The overarching conclusion is that the knowledge base is limited. The child well-being category was divided into child abuse and neglect and into behavioral, school achievement, and health problems for three age groups of children at the time of follow-up for the studies: preschool age, grade school age, and adolescents. Only 25 of the 67 studies examined at least one of these child outcomes and all but one used the random assignment methodology. Our knowledge about the effects on child abuse and neglect, on preschool-age children, and on health problems across the age groups is more limited and thus is not included in the matrix. In terms of policies, we know virtually nothing about the effects of sanctions and time limits on child outcomes.

What knowledge we have points to evidence of both positive and negative effects. Work requirements do not appear to have strong impacts on grade school-age children, although there is evidence of unfavorable impacts for adolescents, especially in school performance (shown as an increase in achievement problems). Reductions in behavior and school problems (denoted by downward-pointing arrows) are limited to financial work incentives, either implemented alone or in combination with work requirements, but only for grade school-age children. This policy is also associated with increases in family income (denoted by upward-pointing arrows), which is a likely contributor to this favorable impact. But even for this policy, there is evidence of unfavorable impacts for adolescents.

The limited evidence on the effect of welfare reform as a bundle suggests a mixed impact on behavior problems of young children and adolescents and an increase in school achievement problems for adolescents. However, these results should be interpreted cautiously, since they are based on two random assignment studies with reforms not very representative of those implemented in other states.

Conclusions

In sum, the evidence suggests the impacts of reforms differ with the stage of a child's development. Countervailing forces seem to both promote and diminish a child's healthy behavioral, social, cognitive, and physical development. The resulting impacts of welfare reform policies on child outcomes are likely to depend on the strength of the opposing forces and on the child's stage of development and other circumstances.
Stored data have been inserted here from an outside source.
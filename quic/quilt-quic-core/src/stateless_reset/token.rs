// Copyright Amazon.com, Inc. or its affiliates. All Rights Reserved.
// SPDX-License-Identifier: Apache-2.0

use core::fmt;
use quilt_codec::{decoder_value, Encoder, EncoderValue};
use subtle::ConstantTimeEq;

//= https://www.rfc-editor.org/rfc/rfc9000#section-10.3.1
//# To entities other than its generator, a stateless reset token is an
//# opaque and randomly generated value.

pub const LEN: usize = 16;

/// A 16 byte stateless reset token.
///
/// Tokens are compared in constant time so an off-path observer cannot
/// learn a stored token by timing failed comparisons.
#[derive(Clone, Copy, Eq, Hash)]
pub struct Token([u8; LEN]);

impl Token {
    pub const ZEROED: Self = Self([0; LEN]);

    #[inline]
    pub fn into_inner(self) -> [u8; LEN] {
        self.0
    }

    #[inline]
    pub fn as_bytes(&self) -> &[u8] {
        &self.0
    }
}

impl From<[u8; LEN]> for Token {
    #[inline]
    fn from(bytes: [u8; LEN]) -> Self {
        Self(bytes)
    }
}

impl TryFrom<&[u8]> for Token {
    type Error = core::array::TryFromSliceError;

    #[inline]
    fn try_from(slice: &[u8]) -> Result<Self, Self::Error> {
        Ok(Self(slice.try_into()?))
    }
}

impl PartialEq for Token {
    #[inline]
    fn eq(&self, other: &Self) -> bool {
        self.0.ct_eq(&other.0).into()
    }
}

impl AsRef<[u8]> for Token {
    #[inline]
    fn as_ref(&self) -> &[u8] {
        &self.0
    }
}

impl fmt::Debug for Token {
    fn fmt(&self, f: &mut fmt::Formatter) -> fmt::Result {
        write!(f, "0x")?;
        for byte in &self.0 {
            write!(f, "{byte:02x}")?;
        }
        Ok(())
    }
}

decoder_value!(
    impl<'a> Token {
        fn decode(buffer: Buffer) -> Result<Self> {
            let (slice, buffer) = buffer.decode_slice(LEN)?;
            let mut bytes = [0; LEN];
            bytes.copy_from_slice(slice.as_less_safe_slice());
            Ok((Self(bytes), buffer))
        }
    }
);

impl EncoderValue for Token {
    #[inline]
    fn encode<E: Encoder>(&self, encoder: &mut E) {
        encoder.write_slice(&self.0);
    }

    #[inline]
    fn encoding_size(&self) -> usize {
        LEN
    }

    #[inline]
    fn encoding_size_for_encoder<E: Encoder>(&self, _encoder: &E) -> usize {
        LEN
    }
}

#[cfg(test)]
mod tests {
    use super::*;

    #[test]
    fn equality_test() {
        let a = Token::from([1; LEN]);
        let b = Token::from([1; LEN]);
        let c = Token::from([2; LEN]);

        assert_eq!(a, b);
        assert_ne!(a, c);
    }
}
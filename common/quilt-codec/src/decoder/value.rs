// Copyright Amazon.com, Inc. or its affiliates. All Rights Reserved.
// SPDX-License-Identifier: Apache-2.0

use crate::decoder::{
    buffer::{DecoderBuffer, DecoderBufferResult},
    buffer_mut::{DecoderBufferMut, DecoderBufferMutResult},
};
use byteorder::{ByteOrder, NetworkEndian};
use core::mem::size_of;

pub trait DecoderValue<'a>: Sized {
    fn decode(bytes: DecoderBuffer<'a>) -> DecoderBufferResult<'a, Self>;
}

pub trait DecoderValueMut<'a>: Sized {
    fn decode_mut(bytes: DecoderBufferMut<'a>) -> DecoderBufferMutResult<'a, Self>;
}

#[macro_export]
macro_rules! decoder_value {
    (impl<$lt:lifetime $(, $generic:ident)*> $ty:ty {
        fn decode($buffer:ident: Buffer) -> Result<$ret:ty> $impl:block
    }) => {
        impl<$lt $(, $generic: $crate::DecoderValue<$lt>)*> $crate::DecoderValue<$lt> for $ty {
            #[inline]
            fn decode($buffer: $crate::DecoderBuffer<$lt>) -> $crate::DecoderBufferResult<$lt, $ret> $impl
        }

        impl<$lt $(, $generic: $crate::DecoderValueMut<$lt>)*> $crate::DecoderValueMut<$lt> for $ty {
            #[inline]
            fn decode_mut($buffer: $crate::DecoderBufferMut<$lt>) -> $crate::DecoderBufferMutResult<$lt, $ret> $impl
        }
    };
}

macro_rules! decoder_value_byte {
    ($ty:ident) => {
        decoder_value!(
            impl<'a> $ty {
                fn decode(buffer: Buffer) -> Result<Self> {
                    let (value, buffer) = buffer.decode_slice(size_of::<Self>())?;
                    let value = value.as_less_safe_slice()[0] as $ty;
                    Ok((value, buffer))
                }
            }
        );
    };
}

decoder_value_byte!(u8);
decoder_value_byte!(i8);

macro_rules! decoder_value_network_endian {
    ($call:ident, $ty:ty) => {
        decoder_value!(
            impl<'a> $ty {
                fn decode(buffer: Buffer) -> Result<Self> {
                    let (value, buffer) = buffer.decode_slice(size_of::<Self>())?;
                    let value = NetworkEndian::$call(value.as_less_safe_slice());
                    Ok((value, buffer))
                }
            }
        );
    };
}

decoder_value_network_endian!(read_u16, u16);
decoder_value_network_endian!(read_u32, u32);
decoder_value_network_endian!(read_u64, u64);

decoder_value!(
    impl<'a> DecoderBuffer<'a> {
        fn decode(buffer: Buffer) -> Result<Self> {
            let len = buffer.len();
            let (slice, buffer) = buffer.decode_slice(len)?;
            #[allow(clippy::useless_conversion)]
            let slice = slice.into();
            Ok((slice, buffer))
        }
    }
);

impl<'a> DecoderValueMut<'a> for DecoderBufferMut<'a> {
    #[inline]
    fn decode_mut(buffer: DecoderBufferMut<'a>) -> DecoderBufferMutResult<'a, Self> {
        let len = buffer.len();
        buffer.decode_slice(len)
    }
}

impl<'a> DecoderValue<'a> for &'a [u8] {
    #[inline]
    fn decode(buffer: DecoderBuffer<'a>) -> DecoderBufferResult<'a, Self> {
        let len = buffer.len();
        let (slice, buffer) = buffer.decode_slice(len)?;
        Ok((slice.into_less_safe_slice(), buffer))
    }
}

impl<'a> DecoderValueMut<'a> for &'a [u8] {
    #[inline]
    fn decode_mut(buffer: DecoderBufferMut<'a>) -> DecoderBufferMutResult<'a, Self> {
        let len = buffer.len();
        let (slice, buffer) = buffer.decode_slice(len)?;
        Ok((&*slice.into_less_safe_slice(), buffer))
    }
}

/// A value whose decoding implementation is altered by a provided parameter
pub trait DecoderParameterizedValue<'a>: Sized {
    type Parameter;

    fn decode_parameterized(
        parameter: Self::Parameter,
        bytes: DecoderBuffer<'a>,
    ) -> DecoderBufferResult<'a, Self>;
}

/// A mutable value whose decoding implementation is altered by a provided
/// parameter
pub trait DecoderParameterizedValueMut<'a>: Sized {
    type Parameter;

    fn decode_parameterized_mut(
        parameter: Self::Parameter,
        bytes: DecoderBufferMut<'a>,
    ) -> DecoderBufferMutResult<'a, Self>;
}

#[macro_export]
macro_rules! decoder_parameterized_value {
    (impl<$lt:lifetime $(, $generic:ident)*> $ty:ty {
        fn decode($tag:ident: $tag_ty:ty, $buffer:ident: Buffer) -> Result<$ret:ty> $impl:block
    }) => {
        impl<$lt $(, $generic: $crate::DecoderValue<$lt>)*> $crate::DecoderParameterizedValue<$lt> for $ty {
            type Parameter = $tag_ty;

            #[inline]
            fn decode_parameterized($tag: Self::Parameter, $buffer: $crate::DecoderBuffer<$lt>) -> $crate::DecoderBufferResult<$lt, $ret> $impl
        }

        impl<$lt $(, $generic: $crate::DecoderValueMut<$lt>)*> $crate::DecoderParameterizedValueMut<$lt> for $ty {
            type Parameter = $tag_ty;

            #[inline]
            fn decode_parameterized_mut($tag: Self::Parameter, $buffer: $crate::DecoderBufferMut<$lt>) -> $crate::DecoderBufferMutResult<$lt, $ret> $impl
        }
    };
}

#[cfg(test)]
mod tests {
    use super::*;

    #[test]
    fn integer_decoding_test() {
        let data = [0, 1, 2, 3, 4, 5, 6];
        let buffer = DecoderBuffer::new(&data);

        let (value, buffer) = buffer.decode::<u8>().unwrap();
        assert_eq!(value, 0);

        let (value, buffer) = buffer.decode::<u16>().unwrap();
        assert_eq!(value, 258);

        let (value, buffer) = buffer.decode::<u32>().unwrap();
        assert_eq!(value, 50_595_078);

        assert!(buffer.is_empty());
        assert!(buffer.decode::<u8>().is_err());
    }

    #[test]
    fn len_prefix_test() {
        let data = [5, 0, 1, 2, 3, 4];
        let buffer = DecoderBuffer::new(&data);
        let (slice, buffer) = buffer.decode_slice_with_len_prefix::<u8>().unwrap();
        assert_eq!(slice, [0u8, 1, 2, 3, 4][..]);
        assert!(buffer.is_empty());
    }

    #[test]
    fn non_destructive_failure_test() {
        let data = [1, 2];
        let buffer = DecoderBuffer::new(&data);

        // a failed read does not consume anything
        assert!(buffer.peek().decode::<u32>().is_err());
        assert_eq!(buffer.len(), 2);
        assert_eq!(buffer.peek_byte(0).unwrap(), 1);
    }

    #[test]
    fn peek_suffix_test() {
        let data = [1, 2, 3, 4];
        let buffer = DecoderBuffer::new(&data);
        let suffix = buffer.peek_suffix(2).unwrap();
        assert_eq!(suffix, [3u8, 4][..]);
        assert!(buffer.peek_suffix(5).is_err());
        // the buffer is unchanged
        assert_eq!(buffer.len(), 4);
    }
}
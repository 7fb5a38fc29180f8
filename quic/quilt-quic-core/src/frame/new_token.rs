// Copyright Amazon.com, Inc. or its affiliates. All Rights Reserved.
// SPDX-License-Identifier: Apache-2.0

use crate::{frame::Tag, varint::VarInt};
use quilt_codec::{decoder_invariant, decoder_parameterized_value, Encoder, EncoderValue};

//= https://www.rfc-editor.org/rfc/rfc9000#section-19.7
//# A server sends a NEW_TOKEN frame (type=0x07) to provide the client
//# with a token to send in the header of an Initial packet for a future
//# connection.

pub(crate) const NEW_TOKEN_TAG: Tag = 0x07;

//= https://www.rfc-editor.org/rfc/rfc9000#section-19.7
//# NEW_TOKEN Frame {
//#   Type (i) = 0x07,
//#   Token Length (i),
//#   Token (..),
//# }

#[derive(Debug, Copy, Clone, PartialEq, Eq)]
pub struct NewToken<'a> {
    /// An opaque blob the client may use for a future Initial packet
    pub token: &'a [u8],
}

impl<'a> NewToken<'a> {
    #[inline]
    pub const fn tag(&self) -> Tag {
        NEW_TOKEN_TAG
    }
}

decoder_parameterized_value!(
    impl<'a> NewToken<'a> {
        fn decode(_tag: Tag, buffer: Buffer) -> Result<Self> {
            let (token, buffer) = buffer.decode_slice_with_len_prefix::<VarInt>()?;

            //= https://www.rfc-editor.org/rfc/rfc9000#section-19.7
            //# A client MUST treat receipt of a NEW_TOKEN frame with an empty
            //# Token field as a connection error of type FRAME_ENCODING_ERROR.
            decoder_invariant!(!token.is_empty(), "empty new token");

            let token = token.into_less_safe_slice();

            Ok((NewToken { token: &*token }, buffer))
        }
    }
);

impl<'a> EncoderValue for NewToken<'a> {
    #[inline]
    fn encode<E: Encoder>(&self, buffer: &mut E) {
        buffer.encode(&self.tag());
        buffer.encode_with_len_prefix::<VarInt, _>(&self.token);
    }
}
A nearly universal limitation of our conclusions is that they apply mostly in the short run. Understanding the longer-term impacts of reform is especially relevant for child outcomes. Although some aspects of a child's well-being, such as behavior problems, may change quickly with changes in the parent's behavior, other aspects, such as cognitive skills, are likely to take much longer to change. Furthermore, even effects in the short term may change as children are exposed to cumulatively lower levels of welfare use, higher levels of parental employment, and higher or lower levels of total household income. Thus, long-run information on the effects of current policies on child well-being—where the impacts may vary over time or with the stage of child development—is crucial.